Gas Law Calculator
Calculate gas properties using various gas laws
Ideal Gas Law: PV = nRT
Calculate any one variable given the other three
Boyle's Law: P₁V₁ = P₂V₂
Temperature and moles constant
Initial State
Final State
Selected law inputs will appear here
Result
Calculation Steps
Gas Properties
Standard Conditions (STP)
• Temperature: 273.15 K (0°C)
• Pressure: 1 atm (101.325 kPa)
• Molar Volume: 22.414 L/mol
• R = 0.08206 L·atm/(mol·K)
Gas Laws Overview
Ideal Gas Law
PV = nRT
Relates pressure, volume, temperature, and amount of gas. Valid for ideal gases at low pressure and high temperature.
R = 0.08206 L·atm/(mol·K) = 8.314 J/(mol·K) = 62.36 L·mmHg/(mol·K)
Boyle's Law
P₁V₁ = P₂V₂ (constant T and n)
At constant temperature, pressure and volume are inversely proportional. Doubling pressure halves volume.
Charles's Law
V₁/T₁ = V₂/T₂ (constant P and n)
At constant pressure, volume and temperature are directly proportional.
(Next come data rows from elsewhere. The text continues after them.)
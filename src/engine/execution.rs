// src/engine/execution.rs

//! Building and running one execution of a vertex DAG.

use std::any::Any;
use std::collections::BTreeMap;
use std::fmt;
use std::panic::AssertUnwindSafe;
use std::sync::Arc;

use chrono::Utc;
use futures::FutureExt;
use serde::Serialize;
use tokio_util::sync::CancellationToken;
use tracing::{debug, error, info, warn};

use crate::dag::DagGraph;
use crate::engine::report::ExecutionReport;
use crate::engine::ExecutionOptions;
use crate::errors::{DagwalkError, Result};
use crate::kv::Kv;
use crate::records::RecordList;
use crate::signal::{self, SignalReceiver};
use crate::vertex::{VertexContext, VertexOutcome, VertexResult};
use crate::work::VertexWork;

/// Configures an [`Execution`] before its graph is wired.
#[derive(Debug, Clone)]
pub struct ExecutionBuilder {
    name: String,
    options: ExecutionOptions,
    outputs: Kv,
}

impl ExecutionBuilder {
    pub fn new(name: impl Into<String>) -> Self {
        Self {
            name: name.into(),
            options: ExecutionOptions::default(),
            outputs: Kv::new(),
        }
    }

    pub fn options(mut self, options: ExecutionOptions) -> Self {
        self.options = options;
        self
    }

    /// Share an output store with the work function (e.g. `CommandWork`).
    pub fn outputs(mut self, outputs: Kv) -> Self {
        self.outputs = outputs;
        self
    }

    /// Create one context per vertex of `graph` and wire every edge.
    ///
    /// `data_for` produces each vertex's data. Every signal is registered
    /// here, before any vertex task exists, so the run phase never changes
    /// the wiring.
    pub fn build<D, F>(self, graph: &DagGraph, work: Arc<dyn VertexWork<D>>, mut data_for: F) -> Result<Execution<D>>
    where
        D: Serialize + Send + Sync + 'static,
        F: FnMut(&str) -> Result<D>,
    {
        let ExecutionBuilder {
            name,
            options,
            outputs,
        } = self;
        let results = RecordList::new();

        let mut contexts = BTreeMap::new();
        let mut completions = BTreeMap::new();

        for vertex in graph.vertices() {
            let data = data_for(vertex)?;
            let (tx, rx) = signal::channel();
            let ctx = VertexContext::new(&name, vertex, data, Arc::clone(&work), tx)
                .with_heartbeat(options.heartbeat)
                .with_outputs(outputs.clone())
                .with_results(results.clone());
            contexts.insert(vertex.to_string(), Arc::new(ctx));
            completions.insert(vertex.to_string(), rx);
        }

        // One signal per edge: the producer end goes to the dependency, the
        // consumer end to the dependent.
        for (dependency, dependent) in graph.edges() {
            let producer = contexts
                .get(dependency)
                .ok_or_else(|| DagwalkError::VertexNotFound(dependency.to_string()))?;
            let consumer = contexts
                .get(dependent)
                .ok_or_else(|| DagwalkError::VertexNotFound(dependent.to_string()))?;

            let (tx, rx) = signal::channel();
            producer.register_dependent(dependent, tx)?;
            consumer.register_dependency(dependency, rx)?;
            debug!(execution = %name, from = %dependency, to = %dependent, "wired signal");
        }

        Ok(Execution {
            name,
            options,
            roots: graph.roots().into_iter().map(str::to_string).collect(),
            contexts,
            completions,
            outputs,
            results,
        })
    }
}

/// A fully wired graph of vertex contexts, ready to run once.
pub struct Execution<D> {
    name: String,
    options: ExecutionOptions,
    roots: Vec<String>,
    contexts: BTreeMap<String, Arc<VertexContext<D>>>,
    /// Consumer ends of every vertex's own completion signal.
    completions: BTreeMap<String, SignalReceiver>,
    outputs: Kv,
    results: RecordList<VertexResult>,
}

impl<D> fmt::Debug for Execution<D> {
    fn fmt(&self, f: &mut fmt::Formatter<'_>) -> fmt::Result {
        f.debug_struct("Execution")
            .field("name", &self.name)
            .field("options", &self.options)
            .field("vertices", &self.contexts.keys().collect::<Vec<_>>())
            .finish_non_exhaustive()
    }
}

impl Execution<()> {
    /// Start configuring an execution called `name`.
    pub fn builder(name: impl Into<String>) -> ExecutionBuilder {
        ExecutionBuilder::new(name)
    }
}

impl<D> Execution<D>
where
    D: Serialize + Send + Sync + 'static,
{
    pub fn name(&self) -> &str {
        &self.name
    }

    /// Context of one vertex, for probing `has_started` / `has_finished`
    /// while the execution runs.
    pub fn context(&self, vertex: &str) -> Option<Arc<VertexContext<D>>> {
        self.contexts.get(vertex).cloned()
    }

    pub fn outputs(&self) -> &Kv {
        &self.outputs
    }

    /// Run every vertex as its own task and wait for all of them.
    ///
    /// Each vertex's completion signal is read exactly once. Cancelling
    /// `cancel` (or hitting the configured timeout) stops vertices that are
    /// still waiting and is passed on to running work functions.
    pub async fn run(self, cancel: CancellationToken) -> Result<ExecutionReport> {
        let Execution {
            name,
            options,
            roots,
            contexts,
            completions,
            outputs: _,
            results,
        } = self;

        // A timeout only cancels this execution, never the caller's token.
        let cancel = cancel.child_token();
        let started_at = Utc::now();
        info!(
            execution = %name,
            vertices = contexts.len(),
            ?roots,
            "starting execution"
        );

        let deadline = options.timeout.map(|timeout| {
            let cancel = cancel.clone();
            let name = name.clone();
            tokio::spawn(async move {
                tokio::select! {
                    _ = tokio::time::sleep(timeout) => {
                        warn!(execution = %name, ?timeout, "execution timed out; cancelling");
                        cancel.cancel();
                    }
                    _ = cancel.cancelled() => {}
                }
            })
        });

        let mut handles = Vec::with_capacity(contexts.len());
        for ctx in contexts.values() {
            let ctx = Arc::clone(ctx);
            let cancel = cancel.clone();
            handles.push(tokio::spawn(run_vertex(ctx, cancel)));
        }

        let mut outcomes = BTreeMap::new();
        for (vertex, mut rx) in completions {
            let signal = rx.recv().await;
            debug!(execution = %name, vertex = %vertex, ?signal, "vertex completion received");
            outcomes.insert(vertex, signal.is_success());
        }

        for handle in handles {
            if let Err(err) = handle.await {
                error!(execution = %name, error = %err, "vertex task did not finish cleanly");
            }
        }
        if let Some(deadline) = deadline {
            deadline.abort();
        }

        let mut vertices: BTreeMap<String, VertexResult> = results
            .get()
            .into_iter()
            .map(|r| (r.vertex.clone(), r))
            .collect();
        for (vertex, success) in &outcomes {
            match vertices.get_mut(vertex) {
                Some(record) => record.success = *success,
                None => warn!(execution = %name, vertex = %vertex, "vertex completed without an outcome record"),
            }
        }

        let report = ExecutionReport {
            execution: name,
            started_at,
            finished_at: Utc::now(),
            success: outcomes.values().all(|s| *s),
            cancelled: cancel.is_cancelled(),
            vertices,
        };

        info!(
            execution = %report.execution,
            success = report.success,
            failed = ?report.failed(),
            "execution finished"
        );
        Ok(report)
    }
}

/// Task body of one vertex. A panicking work function must not leave its
/// dependents waiting forever, so the panic is turned into a failed fan-out.
async fn run_vertex<D>(ctx: Arc<VertexContext<D>>, cancel: CancellationToken)
where
    D: Serialize + Send + Sync + 'static,
{
    match AssertUnwindSafe(ctx.execute(cancel)).catch_unwind().await {
        Ok(Ok(_)) => {}
        Ok(Err(err)) => {
            error!(
                execution = %ctx.execution_name(),
                vertex = %ctx.vertex_name(),
                error = %err,
                "vertex run sequence failed"
            );
        }
        Err(panic) => {
            let detail = panic_message(&*panic);
            error!(
                execution = %ctx.execution_name(),
                vertex = %ctx.vertex_name(),
                panic = %detail,
                "work function panicked"
            );
            if !ctx.has_finished() {
                let outcome = VertexOutcome::Internal(format!("work function panicked: {detail}"));
                if let Err(err) = ctx.complete(outcome) {
                    error!(vertex = %ctx.vertex_name(), error = %err, "failed to report panicked vertex");
                }
            }
        }
    }
}

fn panic_message(panic: &(dyn Any + Send)) -> String {
    if let Some(s) = panic.downcast_ref::<&str>() {
        (*s).to_string()
    } else if let Some(s) = panic.downcast_ref::<String>() {
        s.clone()
    } else {
        "unknown panic payload".to_string()
    }
}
Temperature must be in Kelvin.
Gay-Lussac's Law
P₁/T₁ = P₂/T₂ (constant V and n)
At constant volume, pressure and temperature are directly proportional.
Combined Gas Law
(P₁V₁)/T₁ = (P₂V₂)/T₂ (constant n)
Combines Boyle's, Charles's, and Gay-Lussac's laws. Useful when pressure, volume, and temperature all change.
Avogadro's Law
V₁/n₁ = V₂/n₂ (constant P and T)
At constant temperature and pressure, volume is directly proportional to moles. Equal volumes contain equal numbers of molecules.
Example Problems
Example 1: Ideal Gas Law
Problem: What volume does 2.0 moles of gas occupy at 1.0 atm and 273.15 K?
Solution:
PV = nRT
V = nRT/P
V = (2.0 mol)(0.08206 L·atm/mol·K)(273.15 K) / (1.0 atm)
V = 44.8 L
Example 2: Boyle's Law
Problem: A gas occupies 5.0 L at 2.0 atm. What volume will it occupy at 1.0 atm?
Solution:
P₁V₁ = P₂V₂
V₂ = P₁V₁/P₂
V₂ = (2.0 atm)(5.0 L) / (1.0 atm)
V₂ = 10.0 L
Example 3: Charles's Law
Problem: A balloon has a volume of 2.0 L at 300 K. What will its volume be at 400 K?
Solution:
V₁/T₁ = V₂/T₂
V₂ = V₁T₂/T₁
V₂ = (2.0 L)(400 K) / (300 K)
V₂ = 2.67 L
Common Unit Conversions
Pressure
- • 1 atm = 101,325 Pa = 101.325 kPa
- • 1 atm = 760 mmHg = 760 torr
- • 1 atm = 1.01325 bar
- • 1 atm = 14.696 psi
Volume
- • 1 L = 1000 mL = 1 dm³
- • 1 L = 0.001 m³
- • 1 mL = 1 cm³
- • 1 m³ = 1000 L
Temperature
- • K = °C + 273.15
- • °C = K - 273.15
- • °F = (9/5)°C + 32
- • °C = (5/9)(°F - 32)
Gas Constant (R)
- • 0.08206 L·atm/(mol·K)
- • 8.314 J/(mol·K)
- • 8.314 kPa·L/(mol·K)
- • 62.36 L·mmHg/(mol·K)
Real-World Applications
1. Scuba Diving
Boyle's Law explains why scuba divers must ascend slowly. As pressure decreases, gas expands. Rapid ascent can cause decompression sickness ("the bends").
2. Hot Air Balloons
Charles's Law explains hot air balloon operation. Heating air causes expansion, decreasing density and creating lift.
3. Tire Pressure
Gay-Lussac's Law explains why tire pressure increases in summer and decreases in winter. Pressure is directly proportional to temperature.
4. Respiratory System
Boyle's Law governs breathing. Diaphragm expansion increases lung volume, decreasing pressure and drawing air in.
5. Industrial Processes
Gas laws are essential in chemical engineering for reactor design, gas storage, and process optimization.
References
The gas law calculations are based on fundamental physical chemistry principles from reputable sources:
Note: These calculations assume ideal gas behavior. Real gases deviate from ideal behavior at high pressures and low temperatures. For precise calculations with real gases, use the van der Waals equation or other equations of state. Always use absolute temperature (Kelvin) in gas law calculations.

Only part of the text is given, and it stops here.